Start of Block
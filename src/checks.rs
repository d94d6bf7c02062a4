//! Response checks
//!
//! A check is a named boolean assertion on one response. Failing checks
//! are counted in the `checks` rate but never stop a scenario.

use crate::models::{CheckRecord, RequestSample};

/// Name under which the status assertion is reported
pub const STATUS_CHECK_NAME: &str = "status was 200";

/// Assert that a request produced an HTTP 200
pub fn status_was_200(sample: &RequestSample) -> CheckRecord {
    CheckRecord {
        name: STATUS_CHECK_NAME.to_string(),
        scenario: sample.scenario.clone(),
        endpoint: sample.endpoint,
        passed: sample.has_response() && sample.status_code == 200,
    }
}
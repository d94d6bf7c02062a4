//! Command-line interface module with topic help

pub mod help;

pub use help::{HelpSystem, HELP_TOPICS};

use crate::output::ColoredFormatter;
use clap::{ArgAction, Parser};
use std::path::PathBuf;

/// Books Load Tester - load-testing scenarios for the books service
#[derive(Parser, Debug, Clone)]
#[command(name = "blt")]
#[command(about, long_about = None)]
#[command(disable_version_flag = true)]
pub struct Cli {
    /// Plan to run (warmup, main)
    #[arg(short, long, value_name = "NAME")]
    pub plan: Option<String>,

    /// Base URL of the books service
    #[arg(short, long, value_name = "URL")]
    pub base_url: Option<String>,

    /// Replace the VU count of every scenario
    #[arg(long, value_name = "N")]
    pub vus: Option<u32>,

    /// Replace the per-VU iteration count of every scenario
    #[arg(long, value_name = "N")]
    pub iterations: Option<u32>,

    /// Replace the max duration of every scenario (e.g. 30s, 1m30s)
    #[arg(long, value_name = "DURATION", value_parser = parse_duration_literal)]
    pub max_duration: Option<String>,

    /// Per-request timeout in seconds
    #[arg(short, long, value_name = "SECONDS", value_parser = parse_timeout)]
    pub timeout: Option<u64>,

    /// Extra threshold as SELECTOR=EXPR[;EXPR] (can be used multiple times)
    #[arg(long = "threshold", value_name = "SELECTOR=EXPR", action = ArgAction::Append)]
    pub thresholds: Vec<String>,

    /// Write the end-of-test summary as JSON to this path
    #[arg(long, value_name = "PATH")]
    pub summary_export: Option<PathBuf>,

    /// Disable colored output
    #[arg(long)]
    pub no_color: bool,

    /// Enable verbose output
    #[arg(long)]
    pub verbose: bool,

    /// Enable debug output
    #[arg(long)]
    pub debug: bool,

    /// Do not print the end-of-test summary
    #[arg(short, long, conflicts_with = "verbose")]
    pub quiet: bool,

    /// List the built-in plans and exit
    #[arg(long)]
    pub list_plans: bool,

    /// Show help for specific topic (plans, config, thresholds, examples)
    #[arg(long, value_name = "TOPIC")]
    pub help_topic: Option<String>,

    /// Print version information
    #[arg(short = 'V', long)]
    pub version: bool,
}

impl Cli {
    pub fn should_show_topic_help(&self) -> bool {
        self.help_topic.is_some()
    }

    /// Check if colors should be enabled
    pub fn use_colors(&self) -> bool {
        !self.no_color && ColoredFormatter::supports_color()
    }

    /// Display help for the specified topic or main help
    pub fn display_help(&self) -> String {
        let help_system = HelpSystem::new();
        let use_colors = self.use_colors();

        match &self.help_topic {
            Some(topic) => help_system.display_topic_help(topic, use_colors).unwrap_or_else(|| {
                format!(
                    "Unknown help topic: '{}'\n\nAvailable topics: {}\n\n{}",
                    topic,
                    HELP_TOPICS.join(", "),
                    help_system.display_main_help(use_colors)
                )
            }),
            None => help_system.display_main_help(use_colors),
        }
    }
}

/// Validate a duration literal, keeping it as written
fn parse_duration_literal(s: &str) -> Result<String, String> {
    crate::scenario::parse_duration(s)
        .map(|_| s.to_string())
        .map_err(|e| e.to_string())
}

/// Parse a request timeout in whole seconds
fn parse_timeout(s: &str) -> Result<u64, String> {
    if s.starts_with('+') || s.starts_with("0x") || s.starts_with("0X") {
        return Err(format!("Invalid timeout: {}", s));
    }

    let max = crate::defaults::MAX_REQUEST_TIMEOUT_SECS;
    s.parse::<u64>()
        .map_err(|_| format!("Invalid timeout: {}", s))
        .and_then(|secs| {
            if secs == 0 {
                Err("Timeout must be greater than 0".to_string())
            } else if secs > max {
                Err(format!("Timeout cannot exceed {} seconds", max))
            } else {
                Ok(secs)
            }
        })
}
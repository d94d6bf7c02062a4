//! Configuration validation utilities and rules
//!
//! `Config::validate` rejects configurations that cannot run. The checks
//! here only produce warnings about ones that can run but probably
//! should not.

use crate::{
    error::{AppError, Result},
    models::Config,
    scenario::TestPlan,
    types::{Endpoint, BOOKS_TAG_KEY},
};
use colored::*;

/// Configuration validator with advanced validation rules
pub struct ConfigValidator;

impl ConfigValidator {
    /// Validate the configuration and collect non-fatal warnings
    pub fn validate_comprehensive(config: &Config) -> Result<Vec<ValidationWarning>> {
        config.validate()?;

        let plan = config.build_plan()?;

        let mut warnings = Vec::new();
        warnings.extend(Self::validate_base_url(&config.base_url)?);
        warnings.extend(Self::validate_load_settings(config, &plan));
        warnings.extend(Self::validate_thresholds(&plan));
        Ok(warnings)
    }

    fn validate_base_url(base_url: &str) -> Result<Vec<ValidationWarning>> {
        let parsed = url::Url::parse(base_url)
            .map_err(|e| AppError::config(format!("Invalid base URL '{}': {}", base_url, e)))?;
        let mut warnings = Vec::new();

        let is_local = match parsed.host() {
            Some(url::Host::Domain(domain)) => {
                domain == "localhost" || domain == "host.docker.internal" || domain.ends_with(".local")
            }
            Some(url::Host::Ipv4(ip)) => ip.is_loopback() || ip.is_private(),
            Some(url::Host::Ipv6(ip)) => ip.is_loopback(),
            None => false,
        };

        if parsed.scheme() == "http" && !is_local {
            warnings.push(ValidationWarning::new(
                ValidationLevel::Warning,
                format!("Base URL '{}' uses plain HTTP to a non-local host", base_url),
            ));
        }

        if !parsed.path().is_empty() && parsed.path() != "/" {
            warnings.push(ValidationWarning::new(
                ValidationLevel::Info,
                format!(
                    "Base URL '{}' includes path '{}'; requests go to {}",
                    base_url,
                    parsed.path(),
                    Endpoint::ListBooks.url(base_url)
                ),
            ));
        }

        if parsed.query().is_some() {
            warnings.push(ValidationWarning::new(
                ValidationLevel::Warning,
                format!("Base URL '{}' has a query string, which is not forwarded to the endpoints", base_url),
            ));
        }

        Ok(warnings)
    }

    fn validate_load_settings(config: &Config, plan: &TestPlan) -> Vec<ValidationWarning> {
        let mut warnings = Vec::new();

        let total_vus: u32 = plan.scenarios.iter().map(|s| s.vus).sum();
        if total_vus > 1000 {
            warnings.push(ValidationWarning::new(
                ValidationLevel::Warning,
                format!("Plan '{}' runs {} concurrent VUs; the load generator may become the bottleneck", plan.name, total_vus),
            ));
        }

        let total_requests = plan.total_requests();
        if total_requests > 1_000_000 {
            warnings.push(ValidationWarning::new(
                ValidationLevel::Warning,
                format!("Plan '{}' issues up to {} requests, which may take a long time", plan.name, total_requests),
            ));
        } else if total_requests > 100_000 {
            warnings.push(ValidationWarning::new(
                ValidationLevel::Info,
                format!("Plan '{}' issues up to {} requests", plan.name, total_requests),
            ));
        }

        let timeout = config.request_timeout();
        if timeout.as_secs() < 2 {
            warnings.push(ValidationWarning::new(
                ValidationLevel::Info,
                format!("Request timeout of {}s will count slow responses as failures", timeout.as_secs()),
            ));
        }

        warnings
    }

    /// Thresholds filtering on a `books` tag no request ever carries
    fn validate_thresholds(plan: &TestPlan) -> Vec<ValidationWarning> {
        plan.thresholds
            .iter()
            .filter_map(|threshold| {
                let tag = threshold.tags.get(BOOKS_TAG_KEY)?;
                if Endpoint::from_tag(tag).is_some() {
                    return None;
                }
                Some(ValidationWarning::new(
                    ValidationLevel::Warning,
                    format!(
                        "Threshold '{}' selects unknown endpoint tag '{}'; it will always pass with no data",
                        threshold.selector(),
                        tag
                    ),
                ))
            })
            .collect()
    }
}

/// Validation warning levels
#[derive(Debug, Clone, PartialEq)]
pub enum ValidationLevel {
    Info,
    Warning,
}

impl ValidationLevel {
    pub fn as_str(&self) -> &'static str {
        match self {
            Self::Info => "INFO",
            Self::Warning => "WARNING",
        }
    }

    pub fn color(&self) -> Color {
        match self {
            Self::Info => Color::Blue,
            Self::Warning => Color::Yellow,
        }
    }
}

/// Configuration validation warning
#[derive(Debug, Clone)]
pub struct ValidationWarning {
    pub level: ValidationLevel,
    pub message: String,
}

impl ValidationWarning {
    pub fn new(level: ValidationLevel, message: String) -> Self {
        Self { level, message }
    }

    pub fn format(&self, use_color: bool) -> String {
        let label = format!("[{}]", self.level.as_str());
        if use_color {
            format!("{} {}", label.color(self.level.color()).bold(), self.message)
        } else {
            format!("{} {}", label, self.message)
        }
    }
}

/// Convenience function for comprehensive configuration validation
pub fn validate_config(config: &Config) -> Result<Vec<ValidationWarning>> {
    ConfigValidator::validate_comprehensive(config)
}
//! End-to-end tests against a mock books service
//!
//! The binary runs as a child process; wiremock serves `/books` and
//! `/new-books` on a local port.

use assert_cmd::prelude::*;
use predicates::prelude::*;
use serde_json::Value;
use std::fs;
use std::process::{Command, Output};
use tempfile::TempDir;
use wiremock::matchers::{method, path};
use wiremock::{Mock, MockServer, ResponseTemplate};

async fn books_service(books_status: u16, new_books_status: u16) -> MockServer {
    let server = MockServer::start().await;
    Mock::given(method("GET"))
        .and(path("/books"))
        .respond_with(ResponseTemplate::new(books_status).set_body_string("[]"))
        .mount(&server)
        .await;
    Mock::given(method("GET"))
        .and(path("/new-books"))
        .respond_with(ResponseTemplate::new(new_books_status).set_body_string("[]"))
        .mount(&server)
        .await;
    server
}

/// Run the binary off the async runtime so the mock server keeps serving
async fn run_blt(dir: &TempDir, args: &[&str], base_url: Option<&str>) -> Output {
    let mut cmd = Command::cargo_bin("blt").unwrap();
    cmd.current_dir(dir.path())
        .env("NO_COLOR", "1")
        .env_remove("LOAD_PLAN")
        .env_remove("REQUEST_TIMEOUT_SECONDS")
        .env_remove("ENABLE_COLOR")
        .args(args);
    match base_url {
        Some(url) => cmd.env("BASE_URL", url),
        None => cmd.env_remove("BASE_URL"),
    };

    tokio::task::spawn_blocking(move || cmd.output().unwrap())
        .await
        .unwrap()
}

/// URL of a local port that was just released, so nothing listens on it
fn closed_port_url() -> String {
    let listener = std::net::TcpListener::bind("127.0.0.1:0").unwrap();
    let port = listener.local_addr().unwrap().port();
    drop(listener);
    format!("http://127.0.0.1:{}", port)
}

fn read_summary(dir: &TempDir) -> Value {
    let content = fs::read_to_string(dir.path().join("summary.json")).unwrap();
    serde_json::from_str(&content).unwrap()
}

#[tokio::test(flavor = "multi_thread", worker_threads = 2)]
async fn test_warmup_passes_against_healthy_service() {
    let server = books_service(200, 200).await;
    let dir = TempDir::new().unwrap();

    let output = run_blt(
        &dir,
        &["--vus", "2", "--iterations", "3", "--summary-export", "summary.json"],
        Some(&server.uri()),
    )
    .await;

    output.assert().success().stdout(
        predicate::str::contains("All thresholds passed")
            .and(predicate::str::contains("✓ status was 200 {books:list-books}: 6 passed, 0 failed")),
    );

    let summary = read_summary(&dir);
    assert_eq!(summary["plan"], "warmup");
    assert_eq!(summary["totals"]["http_reqs"], 12);
    assert_eq!(summary["totals"]["iterations"], 6);
    assert_eq!(summary["scenarios"][0]["stop_reason"], "completed");
    assert_eq!(summary["endpoints"]["new-books"]["path"], "/new-books");

    let requests = server.received_requests().await.unwrap();
    assert_eq!(requests.len(), 12);
}

#[tokio::test(flavor = "multi_thread", worker_threads = 2)]
async fn test_failed_checks_do_not_change_exit_code() {
    let server = books_service(200, 503).await;
    let dir = TempDir::new().unwrap();

    let output = run_blt(
        &dir,
        &["--vus", "2", "--iterations", "2", "--summary-export", "summary.json"],
        Some(&server.uri()),
    )
    .await;

    output
        .assert()
        .success()
        .stdout(predicate::str::contains("✗ status was 200 {books:new-books}: 0 passed, 4 failed"));

    let summary = read_summary(&dir);
    assert_eq!(summary["totals"]["failed_reqs"], 4);
    // Every iteration still ran to completion
    assert_eq!(summary["scenarios"][0]["completed_iterations"], 4);
}

#[tokio::test(flavor = "multi_thread", worker_threads = 2)]
async fn test_crossed_threshold_exits_99() {
    let server = books_service(200, 500).await;
    let dir = TempDir::new().unwrap();

    let output = run_blt(
        &dir,
        &[
            "--vus", "1",
            "--iterations", "2",
            "--threshold", "http_req_failed{books:new-books}=rate<0.01",
            "--summary-export", "summary.json",
        ],
        Some(&server.uri()),
    )
    .await;

    output
        .assert()
        .code(99)
        .stdout(predicate::str::contains("✗ http_req_failed{books:new-books}: rate < 0.01"))
        .stderr(predicate::str::contains("[THRESHOLDS]"));

    // The summary is exported even when thresholds fail
    let summary = read_summary(&dir);
    let crossed: Vec<&Value> = summary["thresholds"]
        .as_array()
        .unwrap()
        .iter()
        .filter(|t| t["passed"] == false)
        .collect();
    assert_eq!(crossed.len(), 1);
    assert_eq!(crossed[0]["observed"], 1.0);
}

#[tokio::test(flavor = "multi_thread", worker_threads = 2)]
async fn test_main_plan_runs_one_scenario_per_endpoint() {
    let server = books_service(200, 200).await;
    let dir = TempDir::new().unwrap();

    let output = run_blt(
        &dir,
        &[
            "--plan", "main",
            "--base-url", &server.uri(),
            "--vus", "2",
            "--iterations", "2",
            "--quiet",
            "--summary-export", "summary.json",
        ],
        Some("http://unused.invalid"),
    )
    .await;

    output.assert().success().stdout(predicate::str::is_empty());

    let summary = read_summary(&dir);
    let scenarios: Vec<&str> = summary["scenarios"]
        .as_array()
        .unwrap()
        .iter()
        .map(|s| s["name"].as_str().unwrap())
        .collect();
    assert_eq!(scenarios, vec!["list_books", "new_books"]);
    assert_eq!(summary["endpoints"]["list-books"]["http_reqs"], 4);
    assert_eq!(summary["endpoints"]["new-books"]["http_reqs"], 4);
}

#[tokio::test(flavor = "multi_thread", worker_threads = 2)]
async fn test_unreachable_service_records_failures_without_latency_data() {
    let dir = TempDir::new().unwrap();
    let base_url = closed_port_url();

    let output = run_blt(
        &dir,
        &["--vus", "1", "--iterations", "1", "--timeout", "5", "--summary-export", "summary.json"],
        Some(&base_url),
    )
    .await;

    // No response means no http_req_duration samples, so latency thresholds have no data
    output.assert().success().stdout(predicate::str::contains("no data"));

    let summary = read_summary(&dir);
    assert_eq!(summary["totals"]["http_reqs"], 2);
    assert_eq!(summary["totals"]["failed_reqs"], 2);
    assert!(summary["thresholds"][0]["observed"].is_null());
}

#[tokio::test(flavor = "multi_thread", worker_threads = 2)]
async fn test_no_color_keeps_logs_free_of_escape_codes() {
    let server = books_service(200, 200).await;
    let dir = TempDir::new().unwrap();

    // A threshold on an unknown books tag produces a WARN log line
    let output = run_blt(
        &dir,
        &[
            "--vus", "1",
            "--iterations", "1",
            "--threshold", "http_req_duration{books:old-books}=p(99)<1000",
        ],
        Some(&server.uri()),
    )
    .await;

    let stderr = String::from_utf8_lossy(&output.stderr);
    assert!(stderr.contains("WARN"), "expected a warning, got: {}", stderr);
    assert!(!stderr.contains('\x1b'), "escape codes in stderr: {:?}", stderr);
    assert!(!String::from_utf8_lossy(&output.stdout).contains('\x1b'));
    output.assert().success();
}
End of Block
*Task requirements*: Go through the entries above and copy every line containing "Replace".

*Answer for the task*:
    /// Replace the VU count of every scenario
    /// Replace the per-VU iteration count of every scenario
    /// Replace the max duration of every scenario (e.g. 30s, 1m30s)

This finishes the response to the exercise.